[To do]:
Scan the material below and copy every line holding the word "entries".
[Record extracts]
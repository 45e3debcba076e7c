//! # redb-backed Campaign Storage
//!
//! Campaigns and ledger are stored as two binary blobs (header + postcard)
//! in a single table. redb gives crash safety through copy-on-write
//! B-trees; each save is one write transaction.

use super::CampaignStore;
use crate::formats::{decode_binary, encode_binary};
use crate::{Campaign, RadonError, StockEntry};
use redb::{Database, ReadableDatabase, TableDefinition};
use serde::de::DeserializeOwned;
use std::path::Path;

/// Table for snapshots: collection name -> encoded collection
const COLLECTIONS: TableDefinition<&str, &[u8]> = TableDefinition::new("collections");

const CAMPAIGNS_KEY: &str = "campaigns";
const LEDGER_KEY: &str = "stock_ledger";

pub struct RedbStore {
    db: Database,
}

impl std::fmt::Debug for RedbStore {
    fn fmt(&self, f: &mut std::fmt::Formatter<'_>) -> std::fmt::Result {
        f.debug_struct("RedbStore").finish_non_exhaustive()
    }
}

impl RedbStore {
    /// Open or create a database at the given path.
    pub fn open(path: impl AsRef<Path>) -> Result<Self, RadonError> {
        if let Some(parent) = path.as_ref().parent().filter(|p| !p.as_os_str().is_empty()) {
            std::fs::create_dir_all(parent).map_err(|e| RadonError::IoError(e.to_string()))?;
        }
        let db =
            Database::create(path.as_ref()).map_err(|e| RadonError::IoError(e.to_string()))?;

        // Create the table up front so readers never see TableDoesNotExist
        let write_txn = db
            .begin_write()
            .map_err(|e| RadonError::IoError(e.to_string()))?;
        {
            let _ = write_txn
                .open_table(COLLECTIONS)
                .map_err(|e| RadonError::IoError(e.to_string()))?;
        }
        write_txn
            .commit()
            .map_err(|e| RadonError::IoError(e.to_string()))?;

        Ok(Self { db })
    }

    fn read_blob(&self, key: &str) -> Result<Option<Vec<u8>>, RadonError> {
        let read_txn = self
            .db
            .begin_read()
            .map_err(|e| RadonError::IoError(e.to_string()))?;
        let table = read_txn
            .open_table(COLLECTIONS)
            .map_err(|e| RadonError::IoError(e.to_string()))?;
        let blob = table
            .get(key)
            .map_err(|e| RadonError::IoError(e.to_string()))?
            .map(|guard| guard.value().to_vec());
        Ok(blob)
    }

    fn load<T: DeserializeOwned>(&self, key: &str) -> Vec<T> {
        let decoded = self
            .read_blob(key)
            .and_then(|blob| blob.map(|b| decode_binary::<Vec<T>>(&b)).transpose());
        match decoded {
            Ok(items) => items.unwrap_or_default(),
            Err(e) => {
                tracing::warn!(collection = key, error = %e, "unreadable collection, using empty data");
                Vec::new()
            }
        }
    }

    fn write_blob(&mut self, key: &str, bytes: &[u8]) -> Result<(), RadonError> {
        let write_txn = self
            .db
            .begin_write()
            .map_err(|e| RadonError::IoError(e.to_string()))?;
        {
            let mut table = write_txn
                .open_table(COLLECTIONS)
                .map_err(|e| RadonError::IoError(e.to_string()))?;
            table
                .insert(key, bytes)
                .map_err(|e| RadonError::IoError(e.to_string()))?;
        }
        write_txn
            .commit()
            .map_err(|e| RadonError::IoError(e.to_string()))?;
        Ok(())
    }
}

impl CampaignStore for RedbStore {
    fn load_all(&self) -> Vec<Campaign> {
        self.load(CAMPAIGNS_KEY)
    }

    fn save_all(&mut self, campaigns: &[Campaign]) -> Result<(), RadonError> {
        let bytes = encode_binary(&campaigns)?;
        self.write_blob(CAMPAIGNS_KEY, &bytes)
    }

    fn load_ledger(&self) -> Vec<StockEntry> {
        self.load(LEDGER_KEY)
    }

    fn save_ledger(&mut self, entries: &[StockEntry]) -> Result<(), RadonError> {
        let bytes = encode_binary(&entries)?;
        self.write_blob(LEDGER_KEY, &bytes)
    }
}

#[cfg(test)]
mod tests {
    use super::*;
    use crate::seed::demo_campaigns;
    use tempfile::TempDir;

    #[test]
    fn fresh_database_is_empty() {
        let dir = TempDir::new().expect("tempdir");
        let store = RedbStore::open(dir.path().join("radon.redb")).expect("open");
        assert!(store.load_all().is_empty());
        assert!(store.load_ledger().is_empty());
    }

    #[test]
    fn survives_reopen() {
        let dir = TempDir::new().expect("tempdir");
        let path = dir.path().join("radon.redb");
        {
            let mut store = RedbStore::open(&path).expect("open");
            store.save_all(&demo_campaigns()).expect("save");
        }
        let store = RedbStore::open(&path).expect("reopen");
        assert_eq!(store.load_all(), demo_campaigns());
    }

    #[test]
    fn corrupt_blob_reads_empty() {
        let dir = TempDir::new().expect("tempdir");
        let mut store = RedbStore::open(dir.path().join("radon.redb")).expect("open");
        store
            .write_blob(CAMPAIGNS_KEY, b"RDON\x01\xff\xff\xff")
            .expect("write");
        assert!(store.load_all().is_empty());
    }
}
[/Record extracts]
[Task result]:
    fn save_ledger(&mut self, entries: &[StockEntry]) -> Result<(), RadonError> {
        let bytes = encode_binary(&entries)?;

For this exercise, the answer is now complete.